Last night before turning in, we watched a channel four documentary on The World’s Weirdest people. After segments about paranoid americans preparing for the apocalypse and Japanese actors who you can hire to pretend to be your relatives, there was a bit about people who call themselves ‘Bronies’. These are adults – often fully-grown, heterosexual men – who are fans of My Little Pony. I had never come across them before, but as odd as it struck me, I was instantly fascinated: why would anyone other than preteen girls be interested in this show? Of course, when I told Lyn that I was going to look into this phenomenon, she had a fit of the giggles; but this morning I googled it and turned up a wealth of information, including this documentary. The movement seems to be about friendship and loyalty, as well as the very rejection of mainstream gender stereotypes which I have long advocated. While I don’t think I quite get it yet, and I’m nowhere near becoming a Brony myself, I am definitely going to look into this further – I want to see what these people find so compelling about a kid’s show which, from what I’ve seen to date, is nauseatingly saccharin. There are aspects of fan culture to this phenomenon, which ties in with my MA work; yet it has an oddity to it – an oddity I find fascinating. Besides, it makes a change from bond and Star Trek.
I am, I’m afraid, in a considerable amount of pain today. For the last two or three days I have had a very sore right shoulder. I had no idea what was causing it, but it was starting to make me very grumpy indeed. I felt even more bitter towards prams on busses than usual, and the only thing cheering me up was piggate. This morning, however, it hit me: the armrest on my new chair was too short, so the control was in the wrong place. That was screwing up my shoulder.

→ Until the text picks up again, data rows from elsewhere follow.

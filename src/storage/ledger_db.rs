// SPDX-License-Identifier: AGPL-3.0-or-later
//
// Copyright (C) 2026 Relational Network

//! Embedded ledger database backed by redb (pure Rust, ACID).
//!
//! ## Table Layout
//!
//! - `accounts`: student_no → serialized [`StoredAccount`]
//! - `tuition`: composite key (student_no \0 term) → serialized [`StoredTuition`]
//! - `credentials`: student_no → Argon2 PHC string
//!
//! Each trait method runs in its own redb transaction, which gives per-call
//! atomicity and nothing more.

use std::path::Path;

use redb::{Database, ReadableDatabase, ReadableTable, TableDefinition};
use serde::{Deserialize, Serialize};

use super::{CredentialStore, LedgerStore, StorageError, StorageResult};
use crate::models::{Account, Amount, Balance, StudentId, TuitionRecord, UnpaidTuition};

// =============================================================================
// Table Definitions
// =============================================================================

const ACCOUNTS: TableDefinition<&str, &[u8]> = TableDefinition::new("accounts");

/// Key format: `student_no \0 term`, so a forward scan is ordered by student
/// then term.
const TUITION: TableDefinition<&str, &[u8]> = TableDefinition::new("tuition");

const CREDENTIALS: TableDefinition<&str, &str> = TableDefinition::new("credentials");

#[derive(Debug, Serialize, Deserialize)]
struct StoredAccount {
    balance: Balance,
    daily_limit: u32,
}

#[derive(Debug, Serialize, Deserialize)]
struct StoredTuition {
    student_no: StudentId,
    term: String,
    total: Balance,
}

fn tuition_key(student: &StudentId, term: &str) -> String {
    format!("{}\0{}", student.as_str(), term)
}

// =============================================================================
// LedgerDatabase
// =============================================================================

/// Ledger persisted in a single redb file.
pub struct LedgerDatabase {
    db: Database,
    daily_limit: u32,
}

impl LedgerDatabase {
    /// Open (or create) the database at the given path.
    pub fn open(path: &Path, daily_limit: u32) -> StorageResult<Self> {
        if let Some(parent) = path.parent() {
            std::fs::create_dir_all(parent)?;
        }
        let db = Database::create(path)?;

        // Pre-create all tables so later read transactions don't fail
        let write_txn = db.begin_write()?;
        {
            let _ = write_txn.open_table(ACCOUNTS)?;
            let _ = write_txn.open_table(TUITION)?;
            let _ = write_txn.open_table(CREDENTIALS)?;
        }
        write_txn.commit()?;

        Ok(Self { db, daily_limit })
    }

    fn read_account(&self, student: &StudentId) -> StorageResult<Option<StoredAccount>> {
        let read_txn = self.db.begin_read()?;
        let table = read_txn.open_table(ACCOUNTS)?;
        match table.get(student.as_str())? {
            Some(value) => Ok(Some(serde_json::from_slice(value.value())?)),
            None => Ok(None),
        }
    }

    /// Read-modify-write of one account inside a single write transaction.
    fn modify_account<F, R>(&self, student: &StudentId, mutate: F) -> StorageResult<R>
    where
        F: FnOnce(&mut StoredAccount) -> R,
    {
        let write_txn = self.db.begin_write()?;
        let result = {
            let mut table = write_txn.open_table(ACCOUNTS)?;
            let existing_bytes = {
                let existing = table
                    .get(student.as_str())?
                    .ok_or_else(|| StorageError::NotFound(format!("Account {student}")))?;
                existing.value().to_vec()
            };

            let mut account: StoredAccount = serde_json::from_slice(&existing_bytes)?;
            let result = mutate(&mut account);

            let json = serde_json::to_vec(&account)?;
            table.insert(student.as_str(), json.as_slice())?;
            result
        };
        write_txn.commit()?;
        Ok(result)
    }
}

impl LedgerStore for LedgerDatabase {
    fn get_account(&self, student: &StudentId) -> StorageResult<Option<Account>> {
        Ok(self.read_account(student)?.map(|stored| Account {
            student_no: student.clone(),
            balance: stored.balance,
        }))
    }

    fn get_tuition(&self, student: &StudentId, term: &str) -> StorageResult<Option<TuitionRecord>> {
        let read_txn = self.db.begin_read()?;
        let table = read_txn.open_table(TUITION)?;
        match table.get(tuition_key(student, term).as_str())? {
            Some(value) => {
                let stored: StoredTuition = serde_json::from_slice(value.value())?;
                Ok(Some(TuitionRecord {
                    student_no: stored.student_no,
                    term: stored.term,
                    total: stored.total,
                }))
            }
            None => Ok(None),
        }
    }

    fn update_balance(&self, student: &StudentId, balance: Balance) -> StorageResult<()> {
        self.modify_account(student, |account| account.balance = balance)
    }

    fn reset_tuition_total(&self, student: &StudentId, term: &str) -> StorageResult<()> {
        let key = tuition_key(student, term);
        let write_txn = self.db.begin_write()?;
        {
            let mut table = write_txn.open_table(TUITION)?;
            let existing_bytes = {
                let existing = table
                    .get(key.as_str())?
                    .ok_or_else(|| StorageError::NotFound(format!("Tuition {student}/{term}")))?;
                existing.value().to_vec()
            };

            let mut stored: StoredTuition = serde_json::from_slice(&existing_bytes)?;
            stored.total = Balance::ZERO;

            let json = serde_json::to_vec(&stored)?;
            table.insert(key.as_str(), json.as_slice())?;
        }
        write_txn.commit()?;
        Ok(())
    }

    fn add_account(&self, student: &StudentId, initial_balance: Balance) -> StorageResult<()> {
        let write_txn = self.db.begin_write()?;
        {
            let mut table = write_txn.open_table(ACCOUNTS)?;
            if table.get(student.as_str())?.is_some() {
                return Err(StorageError::AlreadyExists(format!("Account {student}")));
            }
            let json = serde_json::to_vec(&StoredAccount {
                balance: initial_balance,
                daily_limit: self.daily_limit,
            })?;
            table.insert(student.as_str(), json.as_slice())?;
        }
        write_txn.commit()?;
        Ok(())
    }

    fn add_tuition(&self, student: &StudentId, term: &str, total: Amount) -> StorageResult<()> {
        let json = serde_json::to_vec(&StoredTuition {
            student_no: student.clone(),
            term: term.to_string(),
            total: total.into(),
        })?;

        let write_txn = self.db.begin_write()?;
        {
            let mut table = write_txn.open_table(TUITION)?;
            table.insert(tuition_key(student, term).as_str(), json.as_slice())?;
        }
        write_txn.commit()?;
        Ok(())
    }

    fn get_daily_limit(&self, student: &StudentId) -> StorageResult<u32> {
        self.read_account(student)?
            .map(|stored| stored.daily_limit)
            .ok_or_else(|| StorageError::NotFound(format!("Account {student}")))
    }

    fn decrement_daily_limit(&self, student: &StudentId) -> StorageResult<()> {
        self.modify_account(student, |account| {
            account.daily_limit = account.daily_limit.saturating_sub(1)
        })
    }

    fn try_consume_daily_limit(&self, student: &StudentId) -> StorageResult<bool> {
        self.modify_account(student, |account| {
            if account.daily_limit == 0 {
                return false;
            }
            account.daily_limit -= 1;
            true
        })
    }

    fn refund_daily_limit(&self, student: &StudentId) -> StorageResult<()> {
        let cap = self.daily_limit;
        self.modify_account(student, |account| {
            account.daily_limit = account.daily_limit.saturating_add(1).min(cap)
        })
    }

    fn list_unpaid(&self, limit: usize, offset: usize) -> StorageResult<Vec<UnpaidTuition>> {
        let read_txn = self.db.begin_read()?;
        let table = read_txn.open_table(TUITION)?;

        let mut results = Vec::with_capacity(limit.min(256));
        let mut skipped = 0;
        for entry in table.iter()? {
            let (_, value) = entry?;
            let stored: StoredTuition = serde_json::from_slice(value.value())?;
            if stored.total <= Balance::ZERO {
                continue;
            }
            if skipped < offset {
                skipped += 1;
                continue;
            }
            if results.len() >= limit {
                break;
            }
            results.push(UnpaidTuition {
                student_no: stored.student_no,
                term: stored.term,
            });
        }
        Ok(results)
    }

    fn reset_daily_limits(&self, limit: u32) -> StorageResult<usize> {
        let write_txn = self.db.begin_write()?;
        let count;
        {
            let mut table = write_txn.open_table(ACCOUNTS)?;
            let rows: Vec<(String, Vec<u8>)> = table
                .iter()?
                .map(|entry| entry.map(|(k, v)| (k.value().to_string(), v.value().to_vec())))
                .collect::<Result<_, _>>()?;
            count = rows.len();

            for (student_no, bytes) in rows {
                let mut account: StoredAccount = serde_json::from_slice(&bytes)?;
                account.daily_limit = limit;
                let json = serde_json::to_vec(&account)?;
                table.insert(student_no.as_str(), json.as_slice())?;
            }
        }
        write_txn.commit()?;
        Ok(count)
    }
}

impl CredentialStore for LedgerDatabase {
    fn insert_credential(&self, student: &StudentId, password_hash: &str) -> StorageResult<()> {
        let write_txn = self.db.begin_write()?;
        {
            let mut table = write_txn.open_table(CREDENTIALS)?;
            if table.get(student.as_str())?.is_some() {
                return Err(StorageError::AlreadyExists(format!("Credential {student}")));
            }
            table.insert(student.as_str(), password_hash)?;
        }
        write_txn.commit()?;
        Ok(())
    }

    fn credential_hash(&self, student: &StudentId) -> StorageResult<Option<String>> {
        let read_txn = self.db.begin_read()?;
        let table = read_txn.open_table(CREDENTIALS)?;
        match table.get(student.as_str())? {
            Some(v) => Ok(Some(v.value().to_string())),
            None => Ok(None),
        }
    }
}

// =============================================================================
// Tests
// =============================================================================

Still in a foul mood I set off to the wheelchair shop, worried that they wouldn’t be able to do anything; but once there a new, longer armrest was ordered. It was a problem easily solved in about five minutes, and although I have to wait for it to arrive, my shoulder feels better already. While there’s a small chance it won’t resolve the issue, I have a feeling it will do the trick. It just amazes me how a problem which seemed so major this morning could fade so quickly.